# Work required
Only those lines in the data below from the line containing "use log::debug;" through the line containing "let xi = field.reduce(share_i.x);", both included, should be restated word for word.

# Task inputs

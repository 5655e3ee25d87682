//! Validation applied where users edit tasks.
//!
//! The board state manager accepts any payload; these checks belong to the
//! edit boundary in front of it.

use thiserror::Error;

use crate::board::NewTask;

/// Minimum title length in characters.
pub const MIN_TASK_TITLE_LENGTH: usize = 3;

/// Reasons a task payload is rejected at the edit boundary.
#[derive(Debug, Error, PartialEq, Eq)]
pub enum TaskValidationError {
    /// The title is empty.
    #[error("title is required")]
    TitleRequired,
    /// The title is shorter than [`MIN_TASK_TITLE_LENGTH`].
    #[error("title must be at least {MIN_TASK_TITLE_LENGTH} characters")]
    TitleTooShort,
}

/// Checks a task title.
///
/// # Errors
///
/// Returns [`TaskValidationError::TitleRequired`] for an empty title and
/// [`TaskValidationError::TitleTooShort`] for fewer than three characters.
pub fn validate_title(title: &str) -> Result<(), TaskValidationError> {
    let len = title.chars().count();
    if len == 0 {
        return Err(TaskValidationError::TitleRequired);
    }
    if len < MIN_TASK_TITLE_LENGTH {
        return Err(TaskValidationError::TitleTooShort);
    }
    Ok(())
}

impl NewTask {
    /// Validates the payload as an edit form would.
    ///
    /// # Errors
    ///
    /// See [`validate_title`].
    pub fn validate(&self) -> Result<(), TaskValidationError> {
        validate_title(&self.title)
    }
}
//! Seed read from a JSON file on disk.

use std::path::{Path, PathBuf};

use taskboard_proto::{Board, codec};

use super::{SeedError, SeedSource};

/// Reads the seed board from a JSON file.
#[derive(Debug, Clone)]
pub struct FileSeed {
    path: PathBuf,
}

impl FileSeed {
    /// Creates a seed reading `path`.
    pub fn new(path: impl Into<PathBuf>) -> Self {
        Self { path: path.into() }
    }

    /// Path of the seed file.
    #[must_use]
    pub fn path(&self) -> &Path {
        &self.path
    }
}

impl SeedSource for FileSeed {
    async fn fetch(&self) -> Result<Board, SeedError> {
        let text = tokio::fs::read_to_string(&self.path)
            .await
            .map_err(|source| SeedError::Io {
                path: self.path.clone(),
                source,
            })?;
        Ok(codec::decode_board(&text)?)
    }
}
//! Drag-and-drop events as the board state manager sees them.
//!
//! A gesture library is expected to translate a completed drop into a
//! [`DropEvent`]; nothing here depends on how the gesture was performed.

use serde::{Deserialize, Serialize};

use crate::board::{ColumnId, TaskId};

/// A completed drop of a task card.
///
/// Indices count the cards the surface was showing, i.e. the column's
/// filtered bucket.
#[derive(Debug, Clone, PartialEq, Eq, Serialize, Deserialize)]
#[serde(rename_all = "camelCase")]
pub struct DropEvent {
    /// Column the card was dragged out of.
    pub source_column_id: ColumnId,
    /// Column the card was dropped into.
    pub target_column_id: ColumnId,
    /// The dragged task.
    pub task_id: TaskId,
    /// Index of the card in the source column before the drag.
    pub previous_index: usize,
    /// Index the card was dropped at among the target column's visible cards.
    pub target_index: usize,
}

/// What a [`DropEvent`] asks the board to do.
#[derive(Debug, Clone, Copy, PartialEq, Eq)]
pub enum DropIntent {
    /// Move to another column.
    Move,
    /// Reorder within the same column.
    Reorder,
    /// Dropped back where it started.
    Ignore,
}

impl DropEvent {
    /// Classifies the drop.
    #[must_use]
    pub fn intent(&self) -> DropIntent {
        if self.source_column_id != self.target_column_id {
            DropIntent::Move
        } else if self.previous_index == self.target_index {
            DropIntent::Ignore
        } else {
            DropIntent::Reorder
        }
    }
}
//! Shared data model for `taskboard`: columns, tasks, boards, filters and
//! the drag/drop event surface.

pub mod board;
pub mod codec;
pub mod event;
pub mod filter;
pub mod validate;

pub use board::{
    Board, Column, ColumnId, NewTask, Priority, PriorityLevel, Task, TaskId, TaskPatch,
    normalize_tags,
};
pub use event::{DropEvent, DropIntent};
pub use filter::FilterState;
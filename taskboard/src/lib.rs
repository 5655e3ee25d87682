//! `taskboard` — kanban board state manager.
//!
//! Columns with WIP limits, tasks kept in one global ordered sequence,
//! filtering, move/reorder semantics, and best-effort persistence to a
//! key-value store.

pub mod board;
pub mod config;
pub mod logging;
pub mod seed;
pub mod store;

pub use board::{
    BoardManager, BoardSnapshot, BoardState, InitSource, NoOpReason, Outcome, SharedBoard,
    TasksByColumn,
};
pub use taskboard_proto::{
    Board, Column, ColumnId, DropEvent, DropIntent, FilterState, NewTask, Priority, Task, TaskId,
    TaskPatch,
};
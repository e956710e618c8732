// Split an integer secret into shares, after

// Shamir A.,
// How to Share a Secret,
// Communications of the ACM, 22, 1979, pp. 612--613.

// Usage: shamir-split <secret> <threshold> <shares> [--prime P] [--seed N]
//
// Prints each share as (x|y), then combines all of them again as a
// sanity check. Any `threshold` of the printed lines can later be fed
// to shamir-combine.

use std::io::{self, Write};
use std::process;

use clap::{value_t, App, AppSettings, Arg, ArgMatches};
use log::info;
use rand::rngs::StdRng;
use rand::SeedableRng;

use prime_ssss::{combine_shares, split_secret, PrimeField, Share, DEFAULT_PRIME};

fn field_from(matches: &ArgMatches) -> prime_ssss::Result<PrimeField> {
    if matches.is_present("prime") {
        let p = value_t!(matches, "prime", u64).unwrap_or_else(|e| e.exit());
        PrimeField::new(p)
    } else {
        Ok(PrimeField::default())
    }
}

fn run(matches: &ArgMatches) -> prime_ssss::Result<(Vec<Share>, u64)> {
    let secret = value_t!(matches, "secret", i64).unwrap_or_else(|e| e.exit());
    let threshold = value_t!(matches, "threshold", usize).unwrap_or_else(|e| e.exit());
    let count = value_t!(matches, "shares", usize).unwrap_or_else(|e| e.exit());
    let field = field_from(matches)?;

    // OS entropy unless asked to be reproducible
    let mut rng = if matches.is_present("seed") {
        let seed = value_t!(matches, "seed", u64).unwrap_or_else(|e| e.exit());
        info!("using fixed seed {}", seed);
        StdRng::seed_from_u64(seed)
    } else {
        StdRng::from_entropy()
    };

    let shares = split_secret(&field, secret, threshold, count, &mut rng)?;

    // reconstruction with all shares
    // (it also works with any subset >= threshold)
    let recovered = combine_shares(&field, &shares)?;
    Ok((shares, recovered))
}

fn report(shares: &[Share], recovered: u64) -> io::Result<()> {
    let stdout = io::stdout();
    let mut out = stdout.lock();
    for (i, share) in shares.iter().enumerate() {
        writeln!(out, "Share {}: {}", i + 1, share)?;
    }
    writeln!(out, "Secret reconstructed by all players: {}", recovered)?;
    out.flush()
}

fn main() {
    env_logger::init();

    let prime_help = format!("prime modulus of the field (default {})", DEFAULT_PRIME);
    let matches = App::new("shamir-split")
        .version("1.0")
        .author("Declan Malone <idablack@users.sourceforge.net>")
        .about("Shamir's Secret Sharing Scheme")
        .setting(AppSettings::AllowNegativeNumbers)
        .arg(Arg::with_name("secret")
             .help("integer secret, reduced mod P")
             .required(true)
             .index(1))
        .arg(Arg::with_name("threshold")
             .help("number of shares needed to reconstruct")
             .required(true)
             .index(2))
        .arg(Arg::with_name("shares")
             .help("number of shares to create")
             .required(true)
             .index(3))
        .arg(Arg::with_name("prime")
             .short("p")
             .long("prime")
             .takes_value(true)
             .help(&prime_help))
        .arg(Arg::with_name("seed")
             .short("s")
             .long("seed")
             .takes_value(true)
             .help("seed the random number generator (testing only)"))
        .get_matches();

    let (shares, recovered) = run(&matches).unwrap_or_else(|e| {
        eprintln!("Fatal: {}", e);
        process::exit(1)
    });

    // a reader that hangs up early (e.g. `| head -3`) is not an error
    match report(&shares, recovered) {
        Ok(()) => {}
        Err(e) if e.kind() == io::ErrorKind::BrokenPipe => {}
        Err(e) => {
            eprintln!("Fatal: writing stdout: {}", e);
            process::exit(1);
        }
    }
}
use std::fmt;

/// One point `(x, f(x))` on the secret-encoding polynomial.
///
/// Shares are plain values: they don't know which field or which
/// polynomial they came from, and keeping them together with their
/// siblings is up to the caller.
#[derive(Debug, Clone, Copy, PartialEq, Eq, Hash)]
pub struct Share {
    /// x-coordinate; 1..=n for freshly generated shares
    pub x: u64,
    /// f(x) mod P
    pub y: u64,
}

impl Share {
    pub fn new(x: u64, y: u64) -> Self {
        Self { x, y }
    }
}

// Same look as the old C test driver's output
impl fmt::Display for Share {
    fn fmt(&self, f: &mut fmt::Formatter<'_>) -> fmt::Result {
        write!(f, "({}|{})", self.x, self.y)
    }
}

==

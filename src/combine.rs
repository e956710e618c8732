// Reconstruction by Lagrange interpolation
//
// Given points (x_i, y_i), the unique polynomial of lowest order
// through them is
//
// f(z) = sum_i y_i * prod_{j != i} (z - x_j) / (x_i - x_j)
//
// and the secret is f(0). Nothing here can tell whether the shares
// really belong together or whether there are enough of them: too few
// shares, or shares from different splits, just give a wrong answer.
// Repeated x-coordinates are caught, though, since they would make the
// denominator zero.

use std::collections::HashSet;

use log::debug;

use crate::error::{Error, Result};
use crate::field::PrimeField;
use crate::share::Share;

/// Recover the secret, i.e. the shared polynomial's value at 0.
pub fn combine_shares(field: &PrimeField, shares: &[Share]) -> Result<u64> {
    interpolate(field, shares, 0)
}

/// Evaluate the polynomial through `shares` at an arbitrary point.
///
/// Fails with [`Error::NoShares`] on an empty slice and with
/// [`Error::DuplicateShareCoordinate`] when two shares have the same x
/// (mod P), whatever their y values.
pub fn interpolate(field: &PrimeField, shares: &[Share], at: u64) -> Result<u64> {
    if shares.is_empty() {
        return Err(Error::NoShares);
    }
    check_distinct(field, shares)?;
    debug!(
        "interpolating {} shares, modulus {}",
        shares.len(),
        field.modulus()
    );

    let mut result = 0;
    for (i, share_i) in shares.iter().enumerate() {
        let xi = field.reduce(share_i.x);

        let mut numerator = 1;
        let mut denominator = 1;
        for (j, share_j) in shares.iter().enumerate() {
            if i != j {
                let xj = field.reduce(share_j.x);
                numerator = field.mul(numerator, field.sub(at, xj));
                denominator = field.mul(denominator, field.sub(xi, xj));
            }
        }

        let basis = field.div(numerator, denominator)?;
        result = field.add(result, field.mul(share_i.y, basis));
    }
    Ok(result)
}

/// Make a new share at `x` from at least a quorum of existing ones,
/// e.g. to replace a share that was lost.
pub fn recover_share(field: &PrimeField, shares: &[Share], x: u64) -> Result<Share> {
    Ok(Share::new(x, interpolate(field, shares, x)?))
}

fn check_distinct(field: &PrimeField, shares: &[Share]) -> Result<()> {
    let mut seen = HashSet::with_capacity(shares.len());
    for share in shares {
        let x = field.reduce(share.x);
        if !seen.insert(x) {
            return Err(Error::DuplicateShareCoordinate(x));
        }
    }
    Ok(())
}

...

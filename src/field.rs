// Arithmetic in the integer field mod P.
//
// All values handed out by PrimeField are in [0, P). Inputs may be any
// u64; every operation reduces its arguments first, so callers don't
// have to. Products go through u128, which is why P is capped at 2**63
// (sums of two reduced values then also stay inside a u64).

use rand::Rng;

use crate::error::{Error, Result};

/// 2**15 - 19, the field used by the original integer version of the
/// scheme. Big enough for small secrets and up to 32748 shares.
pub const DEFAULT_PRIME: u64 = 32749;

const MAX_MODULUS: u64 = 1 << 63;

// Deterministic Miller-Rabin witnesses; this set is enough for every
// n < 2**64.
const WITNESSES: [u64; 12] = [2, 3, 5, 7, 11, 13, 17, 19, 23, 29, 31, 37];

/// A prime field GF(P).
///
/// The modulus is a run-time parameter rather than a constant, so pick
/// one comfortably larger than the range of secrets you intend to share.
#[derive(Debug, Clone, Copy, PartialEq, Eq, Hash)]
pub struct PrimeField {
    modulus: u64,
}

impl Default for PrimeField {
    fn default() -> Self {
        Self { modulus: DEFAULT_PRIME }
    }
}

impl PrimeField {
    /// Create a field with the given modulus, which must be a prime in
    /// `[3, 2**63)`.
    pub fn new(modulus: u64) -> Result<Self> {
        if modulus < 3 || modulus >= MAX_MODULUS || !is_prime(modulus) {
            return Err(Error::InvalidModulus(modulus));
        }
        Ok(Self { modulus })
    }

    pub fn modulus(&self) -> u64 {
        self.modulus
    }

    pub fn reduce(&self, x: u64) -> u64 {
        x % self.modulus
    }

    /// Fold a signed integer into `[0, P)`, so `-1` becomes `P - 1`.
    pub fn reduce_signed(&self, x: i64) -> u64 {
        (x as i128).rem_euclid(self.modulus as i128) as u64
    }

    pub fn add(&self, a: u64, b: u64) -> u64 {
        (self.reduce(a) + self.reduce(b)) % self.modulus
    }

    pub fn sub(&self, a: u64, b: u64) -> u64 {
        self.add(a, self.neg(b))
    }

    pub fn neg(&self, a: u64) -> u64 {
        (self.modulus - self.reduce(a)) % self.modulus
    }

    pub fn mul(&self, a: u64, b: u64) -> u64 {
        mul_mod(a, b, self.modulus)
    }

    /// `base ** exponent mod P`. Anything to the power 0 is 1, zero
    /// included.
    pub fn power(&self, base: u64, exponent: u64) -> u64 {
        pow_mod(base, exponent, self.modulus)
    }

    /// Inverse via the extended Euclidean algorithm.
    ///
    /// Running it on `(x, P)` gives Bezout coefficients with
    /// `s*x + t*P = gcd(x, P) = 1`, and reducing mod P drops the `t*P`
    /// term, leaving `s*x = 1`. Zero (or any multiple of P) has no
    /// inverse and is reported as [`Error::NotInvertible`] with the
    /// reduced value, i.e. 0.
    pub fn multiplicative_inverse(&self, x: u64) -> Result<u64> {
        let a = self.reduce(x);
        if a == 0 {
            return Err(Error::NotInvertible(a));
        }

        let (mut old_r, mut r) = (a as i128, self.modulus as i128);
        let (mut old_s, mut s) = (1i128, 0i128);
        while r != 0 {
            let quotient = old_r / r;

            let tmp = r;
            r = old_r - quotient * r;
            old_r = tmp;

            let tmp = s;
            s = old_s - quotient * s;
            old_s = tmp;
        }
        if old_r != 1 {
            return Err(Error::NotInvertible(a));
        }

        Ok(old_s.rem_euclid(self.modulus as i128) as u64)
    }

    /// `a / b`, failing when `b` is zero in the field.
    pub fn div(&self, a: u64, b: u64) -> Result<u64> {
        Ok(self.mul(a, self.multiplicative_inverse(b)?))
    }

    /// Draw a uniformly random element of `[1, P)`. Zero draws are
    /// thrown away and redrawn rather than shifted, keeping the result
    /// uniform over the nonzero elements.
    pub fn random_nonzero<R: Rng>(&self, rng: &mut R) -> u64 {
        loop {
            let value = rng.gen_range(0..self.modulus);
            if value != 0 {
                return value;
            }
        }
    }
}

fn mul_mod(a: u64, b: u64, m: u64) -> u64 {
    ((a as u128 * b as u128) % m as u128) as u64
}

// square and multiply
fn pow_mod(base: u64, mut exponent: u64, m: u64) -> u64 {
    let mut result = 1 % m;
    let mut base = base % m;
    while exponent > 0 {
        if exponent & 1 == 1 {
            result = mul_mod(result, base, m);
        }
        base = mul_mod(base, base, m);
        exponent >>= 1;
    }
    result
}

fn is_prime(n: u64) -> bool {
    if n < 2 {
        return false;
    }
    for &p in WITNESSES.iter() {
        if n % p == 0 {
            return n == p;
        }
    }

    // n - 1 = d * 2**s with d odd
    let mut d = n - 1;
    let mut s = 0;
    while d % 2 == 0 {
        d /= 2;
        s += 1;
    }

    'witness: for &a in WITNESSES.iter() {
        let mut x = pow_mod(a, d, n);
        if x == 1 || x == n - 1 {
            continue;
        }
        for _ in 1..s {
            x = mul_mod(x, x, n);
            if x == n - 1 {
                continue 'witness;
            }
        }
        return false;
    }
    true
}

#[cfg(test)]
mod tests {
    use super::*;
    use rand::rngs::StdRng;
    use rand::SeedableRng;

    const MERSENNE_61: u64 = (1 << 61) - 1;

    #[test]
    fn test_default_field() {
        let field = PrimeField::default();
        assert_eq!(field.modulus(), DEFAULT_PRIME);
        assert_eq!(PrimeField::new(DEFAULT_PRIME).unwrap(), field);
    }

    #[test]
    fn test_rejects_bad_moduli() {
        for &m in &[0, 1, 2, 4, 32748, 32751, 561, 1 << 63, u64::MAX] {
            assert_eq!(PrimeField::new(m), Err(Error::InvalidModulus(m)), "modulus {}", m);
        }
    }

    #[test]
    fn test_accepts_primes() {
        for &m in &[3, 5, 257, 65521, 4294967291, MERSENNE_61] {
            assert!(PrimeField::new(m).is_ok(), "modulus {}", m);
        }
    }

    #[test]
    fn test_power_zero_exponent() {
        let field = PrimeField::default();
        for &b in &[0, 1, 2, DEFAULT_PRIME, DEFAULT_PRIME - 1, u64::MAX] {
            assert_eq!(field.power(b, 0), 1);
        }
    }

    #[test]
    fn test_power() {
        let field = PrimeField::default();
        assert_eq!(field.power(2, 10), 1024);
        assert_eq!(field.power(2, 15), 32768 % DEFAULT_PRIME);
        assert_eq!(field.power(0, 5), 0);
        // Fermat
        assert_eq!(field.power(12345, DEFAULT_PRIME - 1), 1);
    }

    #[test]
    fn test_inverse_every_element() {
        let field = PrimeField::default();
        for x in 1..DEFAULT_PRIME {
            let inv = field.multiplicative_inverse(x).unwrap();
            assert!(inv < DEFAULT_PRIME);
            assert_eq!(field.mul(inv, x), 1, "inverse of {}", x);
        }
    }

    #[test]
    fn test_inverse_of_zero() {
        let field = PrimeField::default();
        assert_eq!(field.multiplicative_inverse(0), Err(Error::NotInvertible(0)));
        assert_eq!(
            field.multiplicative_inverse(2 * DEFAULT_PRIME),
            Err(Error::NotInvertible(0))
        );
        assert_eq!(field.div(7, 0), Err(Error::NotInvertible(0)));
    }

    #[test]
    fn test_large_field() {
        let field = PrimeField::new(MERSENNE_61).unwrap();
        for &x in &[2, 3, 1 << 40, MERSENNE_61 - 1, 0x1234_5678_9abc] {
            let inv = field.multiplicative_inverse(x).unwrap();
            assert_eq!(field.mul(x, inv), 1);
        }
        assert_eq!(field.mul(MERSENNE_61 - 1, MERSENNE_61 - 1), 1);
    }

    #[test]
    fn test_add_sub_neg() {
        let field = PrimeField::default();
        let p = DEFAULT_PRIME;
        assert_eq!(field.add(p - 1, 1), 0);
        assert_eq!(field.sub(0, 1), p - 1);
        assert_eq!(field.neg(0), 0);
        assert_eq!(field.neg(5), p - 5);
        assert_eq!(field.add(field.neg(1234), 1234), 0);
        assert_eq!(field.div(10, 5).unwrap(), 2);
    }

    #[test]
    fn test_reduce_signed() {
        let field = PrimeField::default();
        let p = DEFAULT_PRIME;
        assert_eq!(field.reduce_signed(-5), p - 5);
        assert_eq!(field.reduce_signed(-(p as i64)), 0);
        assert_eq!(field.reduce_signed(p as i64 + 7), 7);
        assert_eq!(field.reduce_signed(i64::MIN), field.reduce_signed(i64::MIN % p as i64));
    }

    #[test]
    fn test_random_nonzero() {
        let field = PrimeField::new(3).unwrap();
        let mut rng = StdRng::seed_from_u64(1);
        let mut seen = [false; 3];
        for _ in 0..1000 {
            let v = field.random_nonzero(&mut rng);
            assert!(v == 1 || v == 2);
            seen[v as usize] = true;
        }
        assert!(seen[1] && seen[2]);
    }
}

# Solution below
use log::debug;

use crate::error::{Error, Result};
use crate::field::PrimeField;
use crate::share::Share;

/// Recover the secret, i.e. the shared polynomial's value at 0.
pub fn combine_shares(field: &PrimeField, shares: &[Share]) -> Result<u64> {
    interpolate(field, shares, 0)
}

/// Evaluate the polynomial through `shares` at an arbitrary point.
///
/// Fails with [`Error::NoShares`] on an empty slice and with
/// [`Error::DuplicateShareCoordinate`] when two shares have the same x
/// (mod P), whatever their y values.
pub fn interpolate(field: &PrimeField, shares: &[Share], at: u64) -> Result<u64> {
    if shares.is_empty() {
        return Err(Error::NoShares);
    }
    check_distinct(field, shares)?;
    debug!(
        "interpolating {} shares, modulus {}",
        shares.len(),
        field.modulus()
    );

    let mut result = 0;
    for (i, share_i) in shares.iter().enumerate() {
        let xi = field.reduce(share_i.x);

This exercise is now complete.